Italy has been at the forefront of the development of advanced therapy drugs, ATMPs, with three of the top four cell and gene therapies registered for the European Union and international markets coming from the national research pipeline.
For this reason, the stakeholders of the Italian biomedical community, the pharmaceutical industry and regulatory bodies have faced the challenge of planning for the first time a system for the production, clinical trials and, eventually, the commercialization of drugs deriving from ex vivo cultures and genetic modification of patients' cells, intended for one-time administration but with the potential to offer sustained therapeutic benefits – or side effects – throughout the patient's lifetime. Therefore, problems such as the definition and monitoring of the safety of ATMPs (acronym which stands for Medicinal products for advanced therapy) in the short and long term, the determination of their quality and possible dosages and their safe administration to patients had to be addressed. Furthermore, the costs and reimbursement methods for this kind of new drug had to be established for the first time.
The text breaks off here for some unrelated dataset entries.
//! 用户管理器：用户 CRUD 与列表查询

use super::crypto::PasswordHasher;
use super::models::*;
use super::query::{ListQuery, Page};
use crate::error::{Result, UserError};
use crate::store::{CredentialStore, UserFilter};
use chrono::Utc;
use std::sync::Arc;
use tracing::{info, instrument, warn};

const MAX_NAME_LEN: usize = 100;
pub(super) const MIN_PASSWORD_LEN: usize = 6;
pub(super) const MAX_PASSWORD_LEN: usize = 32;

/// 用户管理器
#[derive(Clone)]
pub struct UserManager {
    pub(super) store: Arc<dyn CredentialStore>,
    pub(super) hasher: Arc<dyn PasswordHasher>,
}

impl UserManager {
    pub fn new(store: Arc<dyn CredentialStore>, hasher: Arc<dyn PasswordHasher>) -> Self {
        Self { store, hasher }
    }
}

// ============================================================================
// 请求校验
// ============================================================================

impl UserManager {
    pub(super) fn validate_profile(name: &str, email: &str) -> Result<()> {
        let name = name.trim();
        if name.is_empty() || name.chars().count() > MAX_NAME_LEN {
            return Err(UserError::Validation(format!(
                "name harus 1-{MAX_NAME_LEN} karakter"
            )));
        }
        let valid_email = email
            .split_once('@')
            .is_some_and(|(local, domain)| {
                !local.is_empty() && domain.contains('.') && !domain.starts_with('.')
            })
            && !email.contains(char::is_whitespace);
        if !valid_email {
            return Err(UserError::Validation("email tidak valid".into()));
        }
        Ok(())
    }

    pub(super) fn validate_password(password: &str) -> Result<()> {
        let len = password.chars().count();
        if !(MIN_PASSWORD_LEN..=MAX_PASSWORD_LEN).contains(&len) {
            return Err(UserError::Validation(format!(
                "password harus {MIN_PASSWORD_LEN}-{MAX_PASSWORD_LEN} karakter"
            )));
        }
        Ok(())
    }

    /// 校验创建请求（不含“两次密码是否一致”，由调用方处理）
    pub fn validate_create(req: &CreateUserRequest) -> Result<()> {
        Self::validate_profile(&req.name, &req.email)?;
        Self::validate_password(&req.password)
    }

    pub fn validate_update(req: &UpdateUserRequest) -> Result<()> {
        Self::validate_profile(&req.name, &req.email)
    }
}

// ============================================================================
// 用户 CRUD 操作
// ============================================================================

impl UserManager {
    /// 分页列出用户（已去除密码哈希）
    #[instrument(skip(self))]
    pub async fn list_users(&self, query: &ListQuery) -> Result<Page<UserSummary>> {
        let filter = UserFilter::from(query);
        let total = self.store.count_matching(&filter).await?;
        let users = self
            .store
            .find_matching(&filter, &query.sort, query.skip(), query.limit())
            .await?;
        Ok(Page::new(query, total, users).map(UserSummary::from))
    }

    /// 获取用户
    #[instrument(skip(self))]
    pub async fn get_user(&self, id: &str) -> Result<Option<UserSummary>> {
        Ok(self.store.find_by_id(id).await?.map(UserSummary::from))
    }

    /// email 是否已被注册
    pub async fn email_is_registered(&self, email: &str) -> Result<bool> {
        Ok(self.store.find_by_email(email).await?.is_some())
    }

    /// 创建用户；写入失败（例如 email 重复）返回 `Failed` 而不是错误
    #[instrument(skip(self, password))]
    pub async fn create_user(
        &self,
        name: &str,
        email: &str,
        password: &str,
    ) -> Result<WriteOutcome<UserSummary>> {
        let password_hash = self.hasher.hash(password).await?;

        let now = Utc::now();
        let user = User {
            id: uuid::Uuid::new_v4().to_string(),
            name: name.trim().to_string(),
            email: email.to_string(),
            password_hash,
            created_at: Some(now),
            updated_at: Some(now),
        };

        match self.store.insert(user).await {
            Ok(user) => {
                info!(user_id = %user.id, "created user");
                Ok(WriteOutcome::Written(user.into()))
            }
            Err(e) => {
                warn!(error = %e, "create user failed");
                Ok(WriteOutcome::Failed)
            }
        }
    }

    /// 更新用户资料
    #[instrument(skip(self))]
    pub async fn update_user(
        &self,
        id: &str,
        name: &str,
        email: &str,
    ) -> Result<WriteOutcome<UserSummary>> {
        if self.store.find_by_id(id).await?.is_none() {
            return Ok(WriteOutcome::NotFound);
        }

        let patch = UserPatch {
            name: Some(name.trim().to_string()),
            email: Some(email.to_string()),
            password_hash: None,
        };
        match self.store.update_fields(id, patch).await {
            Ok(user) => {
                info!(user_id = %id, "updated user");
                Ok(WriteOutcome::Written(user.into()))
            }
            Err(e) => {
                warn!(user_id = %id, error = %e, "update user failed");
                Ok(WriteOutcome::Failed)
            }
        }
    }

    /// 删除用户
    #[instrument(skip(self))]
    pub async fn delete_user(&self, id: &str) -> Result<WriteOutcome<()>> {
        if self.store.find_by_id(id).await?.is_none() {
            return Ok(WriteOutcome::NotFound);
        }

        match self.store.delete_by_id(id).await {
            Ok(()) => {
                info!(user_id = %id, "deleted user");
                Ok(WriteOutcome::Written(()))
            }
            Err(e) => {
                warn!(user_id = %id, error = %e, "delete user failed");
                Ok(WriteOutcome::Failed)
            }
        }
    }
}

#[cfg(test)]
mod tests {
    use super::*;
    use crate::store::MemoryStore;
    use crate::user::query::{SearchSpec, SortOrder, SortSpec, UserField};
    use crate::user::testing::{sample_users, CountingHasher};

    async fn manager_with_samples() -> (UserManager, Arc<MemoryStore>) {
        let store = Arc::new(MemoryStore::new());
        for u in sample_users() {
            store.insert(u).await.unwrap();
        }
        let manager = UserManager::new(store.clone(), Arc::new(CountingHasher::default()));
        (manager, store)
    }

    #[tokio::test]
    async fn first_page_of_eight() {
        let (manager, _) = manager_with_samples().await;
        let query = ListQuery::default().with_page(1, 5);
        let page = manager.list_users(&query).await.unwrap();
        assert_eq!(page.count, 5);
        assert_eq!(page.total_pages, 2);
        assert!(!page.has_previous_page);
        assert!(page.has_next_page);
        assert_eq!(page.data[0].email, "acep@test.com");
    }

    #[tokio::test]
    async fn search_then_sort_descending() {
        let (manager, _) = manager_with_samples().await;
        let query = ListQuery::default()
            .with_search(SearchSpec::new(UserField::Email, "test"))
            .with_sort(SortSpec::new(UserField::Email, SortOrder::Desc));
        let page = manager.list_users(&query).await.unwrap();
        let emails: Vec<_> = page.data.iter().map(|u| u.email.as_str()).collect();
        assert_eq!(
            emails,
            vec!["eveline@test.com", "bob@test.com", "acep@test.com"]
        );
        assert_eq!(page.total_pages, 1);
        assert!(!page.has_next_page);
    }

    #[tokio::test]
    async fn page_past_the_end_is_empty() {
        let (manager, _) = manager_with_samples().await;
        let query = ListQuery::default().with_page(3, 5);
        let page = manager.list_users(&query).await.unwrap();
        assert!(page.data.is_empty());
        assert_eq!(page.count, 0);
        assert!(page.has_previous_page);
        assert!(!page.has_next_page);
    }

    #[tokio::test]
    async fn create_with_taken_email_fails_softly() {
        let (manager, _) = manager_with_samples().await;
        let outcome = manager
            .create_user("Acep Dua", "acep@test.com", "rahasia123")
            .await
            .unwrap();
        assert_eq!(outcome, WriteOutcome::Failed);
    }

    #[tokio::test]
    async fn create_stores_hash_not_plaintext() {
        let (manager, store) = manager_with_samples().await;
        let outcome = manager
            .create_user("Dewi", "dewi@example.com", "rahasia123")
            .await
            .unwrap();
        let WriteOutcome::Written(summary) = outcome else {
            panic!("expected write");
        };
        let stored = store.find_by_id(&summary.id).await.unwrap().unwrap();
        assert_eq!(stored.password_hash, "plain:rahasia123");
        assert!(manager.email_is_registered("dewi@example.com").await.unwrap());
    }

    #[tokio::test]
    async fn update_and_delete_missing_user() {
        let (manager, _) = manager_with_samples().await;
        let outcome = manager
            .update_user("missing", "X", "x@example.com")
            .await
            .unwrap();
        assert_eq!(outcome, WriteOutcome::NotFound);
        assert_eq!(
            manager.delete_user("missing").await.unwrap(),
            WriteOutcome::NotFound
        );
    }

    #[tokio::test]
    async fn update_to_taken_email_fails_softly() {
        let (manager, _) = manager_with_samples().await;
        let outcome = manager
            .update_user("5", "Bob", "acep@test.com")
            .await
            .unwrap();
        assert_eq!(outcome, WriteOutcome::Failed);
    }

    #[tokio::test]
    async fn delete_then_get_is_none() {
        let (manager, _) = manager_with_samples().await;
        assert!(manager.delete_user("8").await.unwrap().is_written());
        assert!(manager.get_user("8").await.unwrap().is_none());
    }

    #[test]
    fn validation_rules() {
        assert!(UserManager::validate_profile("Acep", "acep@test.com").is_ok());
        assert!(UserManager::validate_profile("", "acep@test.com").is_err());
        assert!(UserManager::validate_profile("Acep", "acep.test.com").is_err());
        assert!(UserManager::validate_password("12345").is_err());
        assert!(UserManager::validate_password("123456").is_ok());
        assert!(UserManager::validate_password(&"x".repeat(33)).is_err());
    }
}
“Although this experience has been gratifying from the point of view of the development of new and increasingly powerful drugs capable of combating serious pathologies still without a cure, we should ask ourselves what conditions have favored the virtuous circle of their development; what role academia, industry and regulatory bodies have played in charting the path that led to successful clinical trials and, consequently, to the commercialization of the first drugs of this kind.
Rare pathologies represented an ideal testing ground for the first ATMPs, but today we are faced with a rapid expansion of cell and gene therapies for the treatment of more common diseases such as cancer, and the question arises whether the paradigms that have allowed the early successful development of ATMPs for rare diseases are still valid, and how and to what extent their cost can be sustainable.
As more and more large pharmaceutical companies operate in this new sector, and as more and more ATMPs become available for an ever-widening range of pathologies, how will the clinical and regulatory landscape manage to adapt and change? And will these changes benefit patients or business interests more? How will we streamline the current regulatory framework for clinical trials of future ATMPs? How to ensure fair public access to these new treatments? Only collaboration between all stakeholders in the scientific, medical, pharmacological, decision-making, regulatory and awareness-raising fields, based on scientific evidence and inspired by the ethical principles of a just society, will allow us to face these challenges and to seize the promise of providing the long-awaited relief where the disease burden is still unsatisfied.